Contra la pared pusieron al presidente Andrés Manuel López Obrador los 10 gobernadores que integran la Alianza Federalista.

Es viable y altamente probable que abandonen el llamado Pacto Fiscal porque las arcas de sus estados están prácticamente en la quiebra.

Eso significa que Nuevo León, Tamaulipas, Coahuila, Aguascalientes, Guanajuato, Jalisco, Colima, Michoacán, Chihuahua y Durango, podrían recaudar por su propia cuenta impuestos “federales”.

Tal acción no podría ser considerada como traición a la Patria, como alguien lo dijo, cuando se dio a conocer el amago.

Tienen el derecho y la posibilidad de abandonar el pacto fiscal, como se le conoce al Sistema Nacional de Coordinación Fiscal, porque la ley lo permite.

El ordenamiento, que data del gobierno de José López Portillo, se creó para “quitar” a los estados la potestad de recaudar impuestos como el IVA e ISR.

Lo hizo porque los gobernadores, de filiación priista todos, nunca se preocuparon por la recaudación. Sólo estiraban la mano.

Desde entonces, el control de los recursos quedó en manos del gobierno, y la repartición se hizo con base en las necesidades de cada entidad.

De esa forma, los estados pobres recibieron siempre más recursos de los que aportaban, como el caso de Chiapas: obtiene 12 veces más de lo que recauda.

En cambio, existen 18 estados, entre ellos Nuevo León, que no reciben ni la mitad de lo que aportan.

Esa es la razón por la que la Alianza Federalista levantó la voz y reclama un trato más justo.

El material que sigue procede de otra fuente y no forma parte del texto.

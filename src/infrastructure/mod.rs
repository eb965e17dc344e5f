//! Infrastructure - cold path only
//!
//! This module contains non-latency-critical code:
//! - Logging and metrics
//! - Configuration management
//! - Buffer pooling and the async send queue
//! - Thread pinning

pub mod affinity;
pub mod config;
pub mod logging;
pub mod metrics;
pub mod pool;
pub mod queue;

pub use metrics::{ConnectionStats, StatsSnapshot};
pub use pool::{BufferPool, PooledBuffer};
pub use queue::OutboundQueue;
//! Subscribe to a public stream and print ten messages
//!
//! ```text
//! cargo run --example basic_client -- wss://fstream.binance.com/ws
//! ```

use rust_ws::{PingMode, WebSocket, WebSocketConfig};
use serde_json::json;
use std::sync::atomic::{AtomicUsize, Ordering};
use std::sync::{mpsc, Arc, Mutex};
use std::time::Duration;

fn main() {
    let url = std::env::args()
        .nth(1)
        .unwrap_or_else(|| "wss://fstream.binance.com/ws".to_string());

    let mut config = WebSocketConfig::new(&url);
    config.ping.mode = PingMode::Opcode;
    config.ping.interval_ms = 15_000;
    config.auto_reconnect = true;

    let ws = WebSocket::new(config);
    let (done_tx, done_rx) = mpsc::channel();
    let done_tx = Mutex::new(done_tx);
    let received = Arc::new(AtomicUsize::new(0));

    let counter = Arc::clone(&received);
    ws.on_message(move |value| {
        let n = counter.fetch_add(1, Ordering::Relaxed) + 1;
        println!("[{n}] {value}");
        if n == 10 {
            let _ = done_tx.lock().map(|tx| tx.send(()));
        }
    });
    ws.on_error(|code, message| eprintln!("error {code}: {message}"));
    ws.on_disconnect(|code| println!("disconnected ({code})"));

    println!("Connecting to {url}...");
    if !ws.connect() {
        eprintln!("connect failed");
        return;
    }
    println!("Connected!");

    let subscribe = json!({
        "method": "SUBSCRIBE",
        "params": ["btcusdt@bookTicker"],
        "id": 1
    });
    ws.send_json(&subscribe);

    if done_rx.recv_timeout(Duration::from_secs(30)).is_err() {
        println!("Timed out waiting for messages");
    }

    let stats = ws.stats();
    println!(
        "frames in {} / out {}, {:.1} msg/s",
        stats.frames_received, stats.frames_sent, stats.message_rate
    );
    ws.disconnect();
}
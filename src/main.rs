//! Command-line WebSocket client
//!
//! Connects to `websocket.url` from config.toml (or the first argument),
//! prints inbound messages and forwards stdin lines as text frames.
//!
//! ```text
//! rust-ws wss://stream.example.com/ws
//! CONFIG_PATH=prod.toml rust-ws
//! ```

use anyhow::{bail, Context, Result};
use rust_ws::infrastructure::logging::init_logging;
use rust_ws::{CloseCode, Config, WebSocket};
use std::io::BufRead;
use std::time::{Duration, Instant};

fn main() -> Result<()> {
    let mut config = Config::load().context("loading configuration")?;
    if let Some(url) = std::env::args().nth(1) {
        config.websocket.url = url;
    }
    if config.websocket.url.is_empty() {
        bail!("no URL: pass one as the first argument or set websocket.url");
    }

    // Guards flush the non-blocking writers on exit
    let _guards = init_logging(&config.logging).context("initializing logging")?;

    let ws = WebSocket::new(config.websocket);
    ws.on_connect(|| tracing::info!("Session open"));
    ws.on_raw_message(|text| println!("{text}"));
    ws.on_binary(|data| println!("<{} binary bytes>", data.len()));
    ws.on_error(|code, message| eprintln!("error {}: {message}", code));
    ws.on_disconnect(|code| eprintln!("disconnected ({code})"));

    if !ws.connect() {
        bail!("failed to connect to {}", ws.url());
    }

    let stdin = std::io::stdin();
    for line in stdin.lock().lines() {
        let line = line.context("reading stdin")?;
        if line.is_empty() {
            continue;
        }
        ws.send_async(line);
    }

    // Let the I/O thread drain queued lines
    let deadline = Instant::now() + Duration::from_secs(2);
    while ws.pending_async() > 0 && ws.is_connected() && Instant::now() < deadline {
        std::thread::sleep(Duration::from_millis(10));
    }

    let stats = ws.stats();
    tracing::info!(
        sent = stats.frames_sent,
        received = stats.messages_received,
        reconnects = stats.reconnects,
        "Shutting down"
    );
    ws.disconnect_with(CloseCode::Normal.as_u16());
    Ok(())
}
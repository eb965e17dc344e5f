//! WebSocket frame codec (RFC 6455 Section 5.2)
//!
//! ```text
//!  0                   1                   2                   3
//!  0 1 2 3 4 5 6 7 8 9 0 1 2 3 4 5 6 7 8 9 0 1 2 3 4 5 6 7 8 9 0 1
//! +-+-+-+-+-------+-+-------------+-------------------------------+
//! |F|R|R|R| opcode|M| Payload len |    Extended payload length    |
//! |I|S|S|S|  (4)  |A|     (7)     |             (16/64)           |
//! |N|V|V|V|       |S|             |   (if payload len==126/127)   |
//! +-+-+-+-+-------+-+-------------+ - - - - - - - - - - - - - - - +
//! |                               |Masking-key, if MASK set to 1  |
//! +-------------------------------+-------------------------------+
//! | Masking-key (continued)       |          Payload Data         |
//! +-------------------------------- - - - - - - - - - - - - - - - +
//! ```
//!
//! Encoding always masks (client role). Decoding is incremental over a
//! reusable `BytesMut`: it returns `Ok(None)` until a whole frame is
//! buffered, and rejects oversized frames as soon as the length is known.

use crate::core::close::{close_payload, CloseCode};
use crate::WsError;
use bytes::{Buf, BufMut, Bytes, BytesMut};
use rand::Rng;

/// Largest payload a control frame may carry
pub const MAX_CONTROL_PAYLOAD: usize = 125;

/// Largest possible client frame header (2 + 8 length + 4 mask)
pub const MAX_HEADER_LEN: usize = 14;

/// Default maximum message size (16 MiB)
pub const DEFAULT_MAX_MESSAGE_SIZE: usize = 16 * 1024 * 1024;

/// Frame opcode (4 bits)
#[derive(Debug, Clone, Copy, PartialEq, Eq, Hash)]
#[repr(u8)]
pub enum Opcode {
    Continuation = 0x0,
    Text = 0x1,
    Binary = 0x2,
    Close = 0x8,
    Ping = 0x9,
    Pong = 0xA,
}

impl Opcode {
    /// Parse the low nibble of the first header byte
    #[inline]
    pub fn from_u8(value: u8) -> Result<Self, WsError> {
        match value {
            0x0 => Ok(Opcode::Continuation),
            0x1 => Ok(Opcode::Text),
            0x2 => Ok(Opcode::Binary),
            0x8 => Ok(Opcode::Close),
            0x9 => Ok(Opcode::Ping),
            0xA => Ok(Opcode::Pong),
            other => Err(WsError::InvalidFrame(format!("unknown opcode 0x{other:X}"))),
        }
    }

    /// Close, Ping and Pong
    #[inline(always)]
    pub const fn is_control(self) -> bool {
        matches!(self, Opcode::Close | Opcode::Ping | Opcode::Pong)
    }
}

/// One WebSocket frame
#[derive(Debug, Clone, PartialEq, Eq)]
pub struct Frame {
    pub fin: bool,
    pub opcode: Opcode,
    /// MASK bit as seen on the wire
    pub masked: bool,
    /// Masking key (outbound frames only; decoded payloads are already unmasked)
    pub mask_key: Option<[u8; 4]>,
    pub payload: Bytes,
}

impl Frame {
    /// Final frame with the given opcode
    pub fn new(opcode: Opcode, payload: impl Into<Bytes>) -> Self {
        Self {
            fin: true,
            opcode,
            masked: false,
            mask_key: None,
            payload: payload.into(),
        }
    }

    pub fn text(payload: impl Into<Bytes>) -> Self {
        Self::new(Opcode::Text, payload)
    }

    pub fn binary(payload: impl Into<Bytes>) -> Self {
        Self::new(Opcode::Binary, payload)
    }

    pub fn ping(payload: impl Into<Bytes>) -> Self {
        Self::new(Opcode::Ping, payload)
    }

    pub fn pong(payload: impl Into<Bytes>) -> Self {
        Self::new(Opcode::Pong, payload)
    }

    pub fn close(code: CloseCode, reason: &str) -> Self {
        Self::new(Opcode::Close, close_payload(code.as_u16(), reason))
    }

    /// Non-final fragment
    pub fn fragment(opcode: Opcode, payload: impl Into<Bytes>) -> Self {
        Self {
            fin: false,
            ..Self::new(opcode, payload)
        }
    }
}

/// XOR `buf` with `key`, byte `i` with `key[i % 4]`
///
/// Applying the same key twice restores the input.
#[inline]
pub fn apply_mask(buf: &mut [u8], key: [u8; 4]) {
    let mut chunks = buf.chunks_exact_mut(4);
    for chunk in &mut chunks {
        chunk[0] ^= key[0];
        chunk[1] ^= key[1];
        chunk[2] ^= key[2];
        chunk[3] ^= key[3];
    }
    for (i, byte) in chunks.into_remainder().iter_mut().enumerate() {
        *byte ^= key[i];
    }
}

/// Stateless client frame codec
#[derive(Debug, Clone, Copy)]
pub struct FrameCodec {
    max_message_size: usize,
}

impl Default for FrameCodec {
    fn default() -> Self {
        Self::new(DEFAULT_MAX_MESSAGE_SIZE)
    }
}

impl FrameCodec {
    pub fn new(max_message_size: usize) -> Self {
        Self { max_message_size }
    }

    #[inline(always)]
    pub fn max_message_size(&self) -> usize {
        self.max_message_size
    }

    /// Encode a final, masked frame into a new buffer
    pub fn encode<R: Rng + ?Sized>(
        &self,
        opcode: Opcode,
        payload: &[u8],
        rng: &mut R,
    ) -> Result<Bytes, WsError> {
        let mut dst = BytesMut::with_capacity(MAX_HEADER_LEN + payload.len());
        self.encode_into(&FrameHeader::final_frame(opcode), payload, rng, &mut dst)?;
        Ok(dst.freeze())
    }

    /// Encode `payload` as one masked frame appended to `dst`, drawing the mask from `rng`
    #[inline]
    pub fn encode_into<R: Rng + ?Sized>(
        &self,
        header: &FrameHeader,
        payload: &[u8],
        rng: &mut R,
        dst: &mut BytesMut,
    ) -> Result<(), WsError> {
        let key: [u8; 4] = rng.gen();
        self.encode_with_key(header, payload, key, dst)
    }

    /// Encode with an explicit mask key
    pub fn encode_with_key(
        &self,
        header: &FrameHeader,
        payload: &[u8],
        key: [u8; 4],
        dst: &mut BytesMut,
    ) -> Result<(), WsError> {
        let len = payload.len();
        if header.opcode.is_control() {
            if !header.fin {
                return Err(WsError::InvalidFrame(
                    "control frames cannot be fragmented".to_string(),
                ));
            }
            if len > MAX_CONTROL_PAYLOAD {
                return Err(WsError::InvalidFrame(format!(
                    "control frame payload of {len} bytes exceeds {MAX_CONTROL_PAYLOAD}"
                )));
            }
        }
        if len > self.max_message_size {
            return Err(WsError::MessageTooLarge {
                size: len as u64,
                max: self.max_message_size,
            });
        }

        dst.reserve(MAX_HEADER_LEN + len);
        let fin = if header.fin { 0x80 } else { 0x00 };
        dst.put_u8(fin | header.opcode as u8);

        // Minimal length form, MASK bit always set
        if len < 126 {
            dst.put_u8(0x80 | len as u8);
        } else if len <= u16::MAX as usize {
            dst.put_u8(0x80 | 126);
            dst.put_u16(len as u16);
        } else {
            dst.put_u8(0x80 | 127);
            dst.put_u64(len as u64);
        }

        dst.put_slice(&key);
        let start = dst.len();
        dst.put_slice(payload);
        apply_mask(&mut dst[start..], key);
        Ok(())
    }

    /// Decode one frame from the front of `src`
    ///
    /// Returns `Ok(None)` when more bytes are needed; `src` is only consumed
    /// when a whole frame is returned. Masked server frames are unmasked.
    pub fn decode(&self, src: &mut BytesMut) -> Result<Option<Frame>, WsError> {
        if src.len() < 2 {
            return Ok(None);
        }

        let b0 = src[0];
        let b1 = src[1];

        if b0 & 0x70 != 0 {
            return Err(WsError::InvalidFrame(
                "reserved bits set without a negotiated extension".to_string(),
            ));
        }

        let fin = b0 & 0x80 != 0;
        let opcode = Opcode::from_u8(b0 & 0x0F)?;
        let masked = b1 & 0x80 != 0;
        let len7 = b1 & 0x7F;

        let (payload_len, mut offset) = match len7 {
            126 => {
                if src.len() < 4 {
                    return Ok(None);
                }
                (u64::from(u16::from_be_bytes([src[2], src[3]])), 4)
            }
            127 => {
                if src.len() < 10 {
                    return Ok(None);
                }
                let mut raw = [0u8; 8];
                raw.copy_from_slice(&src[2..10]);
                (u64::from_be_bytes(raw), 10)
            }
            n => (u64::from(n), 2),
        };

        if opcode.is_control() {
            if !fin {
                return Err(WsError::InvalidFrame(
                    "fragmented control frame".to_string(),
                ));
            }
            if payload_len > MAX_CONTROL_PAYLOAD as u64 {
                return Err(WsError::InvalidFrame(format!(
                    "control frame payload of {payload_len} bytes exceeds {MAX_CONTROL_PAYLOAD}"
                )));
            }
        }

        if payload_len > self.max_message_size as u64 {
            return Err(WsError::MessageTooLarge {
                size: payload_len,
                max: self.max_message_size,
            });
        }

        let mask_key = if masked {
            if src.len() < offset + 4 {
                return Ok(None);
            }
            let key = [src[offset], src[offset + 1], src[offset + 2], src[offset + 3]];
            offset += 4;
            Some(key)
        } else {
            None
        };

        // Bounded by max_message_size, fits in usize
        let payload_len = payload_len as usize;
        if src.len() < offset + payload_len {
            src.reserve(offset + payload_len - src.len());
            return Ok(None);
        }

        src.advance(offset);
        let mut payload = src.split_to(payload_len);
        if let Some(key) = mask_key {
            apply_mask(&mut payload, key);
        }

        Ok(Some(Frame {
            fin,
            opcode,
            masked,
            mask_key: None,
            payload: payload.freeze(),
        }))
    }
}

/// FIN bit and opcode of a frame about to be encoded
#[derive(Debug, Clone, Copy, PartialEq, Eq)]
pub struct FrameHeader {
    pub fin: bool,
    pub opcode: Opcode,
}

impl FrameHeader {
    /// Final frame header
    #[inline(always)]
    pub const fn final_frame(opcode: Opcode) -> Self {
        Self { fin: true, opcode }
    }
}

impl Frame {
    /// Header used when re-encoding this frame
    #[inline(always)]
    pub fn header(&self) -> FrameHeader {
        FrameHeader {
            fin: self.fin,
            opcode: self.opcode,
        }
    }
}
//! Buffer pooling for the I/O path
//!
//! Pre-allocated, fixed-size byte buffers handed out as scoped guards.
//! The pool grows instead of blocking when every buffer is in use.

use parking_lot::Mutex;
use std::ops::{Deref, DerefMut};
use std::sync::atomic::{AtomicUsize, Ordering};

/// Thread-safe pool of fixed-size byte buffers
///
/// # Example
/// ```
/// use rust_ws::infrastructure::pool::BufferPool;
///
/// let pool = BufferPool::new(1024, 4);
/// {
///     let mut buf = pool.acquire();
///     buf[0] = 42;
///     assert_eq!(pool.available(), 3);
/// }
/// // Returned on drop
/// assert_eq!(pool.available(), 4);
/// ```
pub struct BufferPool {
    free: Mutex<Vec<Box<[u8]>>>,
    /// Buffers allocated over the pool's lifetime (pre-allocated + grown)
    total: AtomicUsize,
    buffer_size: usize,
}

impl BufferPool {
    /// Create a pool with `count` pre-allocated buffers of `buffer_size` bytes
    pub fn new(buffer_size: usize, count: usize) -> Self {
        let free = (0..count)
            .map(|_| vec![0u8; buffer_size].into_boxed_slice())
            .collect();

        Self {
            free: Mutex::new(free),
            total: AtomicUsize::new(count),
            buffer_size,
        }
    }

    /// Take a buffer, allocating a new one if the pool is empty
    ///
    /// Contents are whatever the previous holder left behind.
    #[inline]
    pub fn acquire(&self) -> PooledBuffer<'_> {
        let buf = self.free.lock().pop();
        let buf = match buf {
            Some(buf) => buf,
            None => {
                self.total.fetch_add(1, Ordering::Relaxed);
                vec![0u8; self.buffer_size].into_boxed_slice()
            }
        };
        PooledBuffer { pool: self, buf }
    }

    /// Buffers currently in the pool
    #[inline]
    pub fn available(&self) -> usize {
        self.free.lock().len()
    }

    /// Buffers allocated so far
    #[inline]
    pub fn total(&self) -> usize {
        self.total.load(Ordering::Relaxed)
    }

    #[inline(always)]
    pub fn buffer_size(&self) -> usize {
        self.buffer_size
    }

    fn release(&self, buf: Box<[u8]>) {
        self.free.lock().push(buf);
    }
}

/// Buffer borrowed from a [`BufferPool`], returned on drop
pub struct PooledBuffer<'a> {
    pool: &'a BufferPool,
    buf: Box<[u8]>,
}

impl Deref for PooledBuffer<'_> {
    type Target = [u8];

    #[inline(always)]
    fn deref(&self) -> &[u8] {
        &self.buf
    }
}

impl DerefMut for PooledBuffer<'_> {
    #[inline(always)]
    fn deref_mut(&mut self) -> &mut [u8] {
        &mut self.buf
    }
}

impl Drop for PooledBuffer<'_> {
    fn drop(&mut self) {
        let buf = std::mem::take(&mut self.buf);
        self.pool.release(buf);
    }
}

Pero eso no es todo, los mandatarios sumaron a líderes sindicales, cámaras empresariales y organismos civiles, lo que prendió focos amarillos en Palacio Nacional.

El 10 de julio se creó la Alianza Federalista, acción que AMLO minimizó y hasta calificó como politiquería.

Sin embargo, el mandatario tiene hoy una preocupación real por lo que puedan hacer los gobernadores.

AMLO está consciente de que pueden materializar su amago, provocando que la 4T deje de recaudar hasta 35% de impuestos.

Con eso no alcanzaría para atender al pueblo pobre que vive en los estados más pobres del país, a los que “les conviene” mantenerse así porque entre más dinero generen y más productivos sean, menos recursos reciben.

Mientras, en la 4T se muerden las uñas para ver cómo responden a los gobernadores.

Al Presidente le llegaron por donde menos esperaba y si no los frena, estos y otros mandatarios rebeldes de clóset, usarán el tema como bandera de campaña, porque no hay dinero para infraestructura ni obras, para proyectos productivos o el fomento educativo, muchos menos para medicamentos, ni para hacer frente a la pandemia.

Los estados están al borde de la inanición y el responsable de todo esto es el gobierno federal, incapaz de incrementar la recaudación. Lo poco que tienen lo envían a un fondo perdido disfrazado de programas sociales y obras faraónicas con poco futuro.